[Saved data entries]
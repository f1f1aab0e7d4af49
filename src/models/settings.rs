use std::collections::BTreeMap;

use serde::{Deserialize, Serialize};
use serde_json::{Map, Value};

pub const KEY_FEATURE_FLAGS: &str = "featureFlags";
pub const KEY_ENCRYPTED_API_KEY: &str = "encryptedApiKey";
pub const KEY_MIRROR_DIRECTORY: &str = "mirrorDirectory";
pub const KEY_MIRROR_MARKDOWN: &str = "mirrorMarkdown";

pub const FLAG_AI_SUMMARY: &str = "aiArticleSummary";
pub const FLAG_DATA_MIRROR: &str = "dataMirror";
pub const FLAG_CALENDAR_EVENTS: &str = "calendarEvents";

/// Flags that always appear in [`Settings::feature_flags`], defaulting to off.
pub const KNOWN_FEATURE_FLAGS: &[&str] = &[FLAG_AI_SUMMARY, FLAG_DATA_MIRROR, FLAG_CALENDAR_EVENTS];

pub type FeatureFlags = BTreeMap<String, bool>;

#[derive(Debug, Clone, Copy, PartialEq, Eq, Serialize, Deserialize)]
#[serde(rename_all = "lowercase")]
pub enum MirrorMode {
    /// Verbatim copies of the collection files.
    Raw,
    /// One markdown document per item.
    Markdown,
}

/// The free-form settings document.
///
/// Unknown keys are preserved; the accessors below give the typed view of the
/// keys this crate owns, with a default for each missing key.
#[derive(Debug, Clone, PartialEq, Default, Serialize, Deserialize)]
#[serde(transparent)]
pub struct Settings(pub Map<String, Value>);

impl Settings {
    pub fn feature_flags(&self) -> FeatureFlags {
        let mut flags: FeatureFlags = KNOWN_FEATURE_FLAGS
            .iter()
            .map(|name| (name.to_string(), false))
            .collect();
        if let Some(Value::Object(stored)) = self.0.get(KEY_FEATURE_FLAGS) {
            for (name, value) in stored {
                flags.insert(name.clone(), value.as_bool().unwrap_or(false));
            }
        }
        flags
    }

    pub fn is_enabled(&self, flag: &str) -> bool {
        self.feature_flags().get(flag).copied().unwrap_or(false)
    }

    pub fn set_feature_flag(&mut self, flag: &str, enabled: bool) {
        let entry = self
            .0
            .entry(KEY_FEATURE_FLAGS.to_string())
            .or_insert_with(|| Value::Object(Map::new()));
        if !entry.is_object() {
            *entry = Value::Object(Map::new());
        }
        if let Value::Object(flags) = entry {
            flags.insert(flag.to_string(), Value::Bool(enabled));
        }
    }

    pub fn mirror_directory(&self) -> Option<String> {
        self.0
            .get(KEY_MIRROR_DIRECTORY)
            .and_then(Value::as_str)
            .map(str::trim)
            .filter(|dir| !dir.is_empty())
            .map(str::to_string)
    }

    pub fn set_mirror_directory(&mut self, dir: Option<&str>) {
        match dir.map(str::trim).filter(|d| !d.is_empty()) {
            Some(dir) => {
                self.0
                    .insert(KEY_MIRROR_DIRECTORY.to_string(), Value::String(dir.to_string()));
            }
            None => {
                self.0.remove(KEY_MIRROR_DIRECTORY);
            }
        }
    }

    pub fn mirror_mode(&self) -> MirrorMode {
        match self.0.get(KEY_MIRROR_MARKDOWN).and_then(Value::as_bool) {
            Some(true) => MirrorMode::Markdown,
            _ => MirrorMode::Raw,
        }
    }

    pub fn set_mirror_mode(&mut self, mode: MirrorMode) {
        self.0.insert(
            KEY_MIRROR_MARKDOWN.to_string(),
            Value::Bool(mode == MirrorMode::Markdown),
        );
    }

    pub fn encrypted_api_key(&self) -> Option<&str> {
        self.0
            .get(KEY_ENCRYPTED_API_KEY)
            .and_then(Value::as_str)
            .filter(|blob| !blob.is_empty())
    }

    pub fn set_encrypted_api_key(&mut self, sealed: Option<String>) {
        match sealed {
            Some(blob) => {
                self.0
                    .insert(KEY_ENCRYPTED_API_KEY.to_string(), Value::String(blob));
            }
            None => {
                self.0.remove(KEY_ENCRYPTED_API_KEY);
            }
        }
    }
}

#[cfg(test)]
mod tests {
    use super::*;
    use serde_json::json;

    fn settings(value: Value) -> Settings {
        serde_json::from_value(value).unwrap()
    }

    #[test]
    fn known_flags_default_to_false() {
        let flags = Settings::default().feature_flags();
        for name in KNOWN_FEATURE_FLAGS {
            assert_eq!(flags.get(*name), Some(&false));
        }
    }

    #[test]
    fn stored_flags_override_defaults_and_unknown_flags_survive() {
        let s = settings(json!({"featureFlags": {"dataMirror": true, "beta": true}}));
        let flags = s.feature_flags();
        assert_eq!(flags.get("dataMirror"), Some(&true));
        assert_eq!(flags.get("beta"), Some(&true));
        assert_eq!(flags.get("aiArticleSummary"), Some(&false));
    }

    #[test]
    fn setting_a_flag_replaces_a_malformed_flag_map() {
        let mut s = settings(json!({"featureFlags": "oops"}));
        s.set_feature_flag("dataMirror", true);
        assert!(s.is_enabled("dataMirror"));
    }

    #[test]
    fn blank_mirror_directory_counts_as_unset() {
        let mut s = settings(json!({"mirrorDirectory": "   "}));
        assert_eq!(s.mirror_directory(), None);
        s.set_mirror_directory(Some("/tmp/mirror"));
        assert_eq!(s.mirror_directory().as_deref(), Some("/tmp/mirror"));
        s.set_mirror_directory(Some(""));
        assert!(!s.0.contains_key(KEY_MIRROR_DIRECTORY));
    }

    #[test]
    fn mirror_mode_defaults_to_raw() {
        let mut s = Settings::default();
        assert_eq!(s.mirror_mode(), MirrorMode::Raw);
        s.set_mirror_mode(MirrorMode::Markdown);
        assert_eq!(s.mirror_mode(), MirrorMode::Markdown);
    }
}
---
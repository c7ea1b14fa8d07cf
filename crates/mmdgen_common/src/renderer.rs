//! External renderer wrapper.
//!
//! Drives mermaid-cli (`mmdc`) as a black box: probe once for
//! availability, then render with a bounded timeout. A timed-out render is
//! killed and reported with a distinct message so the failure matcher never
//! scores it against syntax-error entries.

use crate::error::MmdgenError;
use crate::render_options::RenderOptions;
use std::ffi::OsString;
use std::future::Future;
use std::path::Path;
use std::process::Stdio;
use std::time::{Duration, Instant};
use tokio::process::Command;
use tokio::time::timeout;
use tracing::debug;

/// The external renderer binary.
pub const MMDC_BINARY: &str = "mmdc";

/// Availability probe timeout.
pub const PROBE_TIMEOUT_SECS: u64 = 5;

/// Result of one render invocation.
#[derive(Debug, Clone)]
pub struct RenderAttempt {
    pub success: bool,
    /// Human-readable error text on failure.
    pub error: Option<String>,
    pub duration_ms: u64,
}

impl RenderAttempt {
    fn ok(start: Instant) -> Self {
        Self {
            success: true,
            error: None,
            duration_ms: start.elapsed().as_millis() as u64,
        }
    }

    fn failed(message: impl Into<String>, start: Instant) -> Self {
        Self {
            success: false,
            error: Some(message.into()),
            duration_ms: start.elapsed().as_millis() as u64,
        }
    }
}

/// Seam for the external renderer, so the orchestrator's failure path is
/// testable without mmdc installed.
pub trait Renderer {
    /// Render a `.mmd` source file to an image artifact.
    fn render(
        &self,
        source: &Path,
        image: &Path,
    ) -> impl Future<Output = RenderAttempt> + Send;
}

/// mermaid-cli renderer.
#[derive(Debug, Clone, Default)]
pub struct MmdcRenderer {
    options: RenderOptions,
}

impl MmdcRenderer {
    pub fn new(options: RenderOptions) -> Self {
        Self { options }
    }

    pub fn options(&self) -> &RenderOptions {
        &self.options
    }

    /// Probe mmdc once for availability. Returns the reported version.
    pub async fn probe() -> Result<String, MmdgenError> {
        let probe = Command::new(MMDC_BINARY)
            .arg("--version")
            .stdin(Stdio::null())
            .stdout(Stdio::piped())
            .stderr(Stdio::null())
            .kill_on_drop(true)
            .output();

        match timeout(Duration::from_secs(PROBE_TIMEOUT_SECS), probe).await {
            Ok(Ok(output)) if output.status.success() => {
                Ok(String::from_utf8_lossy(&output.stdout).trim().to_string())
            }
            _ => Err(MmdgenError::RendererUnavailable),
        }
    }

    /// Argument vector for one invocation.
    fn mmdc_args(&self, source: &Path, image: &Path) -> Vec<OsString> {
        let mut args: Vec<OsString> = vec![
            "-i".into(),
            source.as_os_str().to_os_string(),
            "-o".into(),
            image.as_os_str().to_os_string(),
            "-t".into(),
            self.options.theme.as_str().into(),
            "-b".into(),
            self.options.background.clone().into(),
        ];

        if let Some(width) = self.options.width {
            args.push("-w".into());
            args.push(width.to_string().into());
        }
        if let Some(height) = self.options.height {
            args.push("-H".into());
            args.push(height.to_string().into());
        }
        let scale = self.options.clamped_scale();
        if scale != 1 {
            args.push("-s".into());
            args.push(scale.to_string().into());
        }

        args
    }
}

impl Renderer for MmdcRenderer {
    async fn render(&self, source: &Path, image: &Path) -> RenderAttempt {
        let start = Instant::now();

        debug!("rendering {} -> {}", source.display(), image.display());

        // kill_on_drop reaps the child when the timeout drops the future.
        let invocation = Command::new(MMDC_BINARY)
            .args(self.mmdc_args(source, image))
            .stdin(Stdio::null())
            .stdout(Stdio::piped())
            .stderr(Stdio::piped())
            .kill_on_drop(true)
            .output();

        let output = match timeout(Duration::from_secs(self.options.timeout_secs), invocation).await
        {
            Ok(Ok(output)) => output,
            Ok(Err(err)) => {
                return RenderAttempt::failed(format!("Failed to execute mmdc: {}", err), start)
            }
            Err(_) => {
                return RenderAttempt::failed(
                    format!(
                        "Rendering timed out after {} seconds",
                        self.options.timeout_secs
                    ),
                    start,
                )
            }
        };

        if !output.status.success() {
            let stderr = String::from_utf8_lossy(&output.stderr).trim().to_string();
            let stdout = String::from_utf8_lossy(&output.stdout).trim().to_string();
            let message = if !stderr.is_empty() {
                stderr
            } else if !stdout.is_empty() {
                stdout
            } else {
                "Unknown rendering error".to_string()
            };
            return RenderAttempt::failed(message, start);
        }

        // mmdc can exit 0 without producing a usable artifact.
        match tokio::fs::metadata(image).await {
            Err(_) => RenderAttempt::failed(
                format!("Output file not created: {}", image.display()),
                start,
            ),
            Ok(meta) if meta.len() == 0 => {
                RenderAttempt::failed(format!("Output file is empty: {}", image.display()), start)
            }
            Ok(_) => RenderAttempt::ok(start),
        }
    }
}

> [WORK TO COMPLETE]
All lines above from the one holding "assert_eq!(s.mirror_directory(), None);" to the one holding "s.set_mirror_mode(MirrorMode::Markdown);", inclusive, are to be copied exactly; no other line is wanted.

> [SOLUTION TO THIS TASK]
        assert_eq!(s.mirror_directory(), None);
        s.set_mirror_directory(Some("/tmp/mirror"));
        assert_eq!(s.mirror_directory().as_deref(), Some("/tmp/mirror"));
        s.set_mirror_directory(Some(""));
        assert!(!s.0.contains_key(KEY_MIRROR_DIRECTORY));
    }

    #[test]
    fn mirror_mode_defaults_to_raw() {
        let mut s = Settings::default();
        assert_eq!(s.mirror_mode(), MirrorMode::Raw);
        s.set_mirror_mode(MirrorMode::Markdown);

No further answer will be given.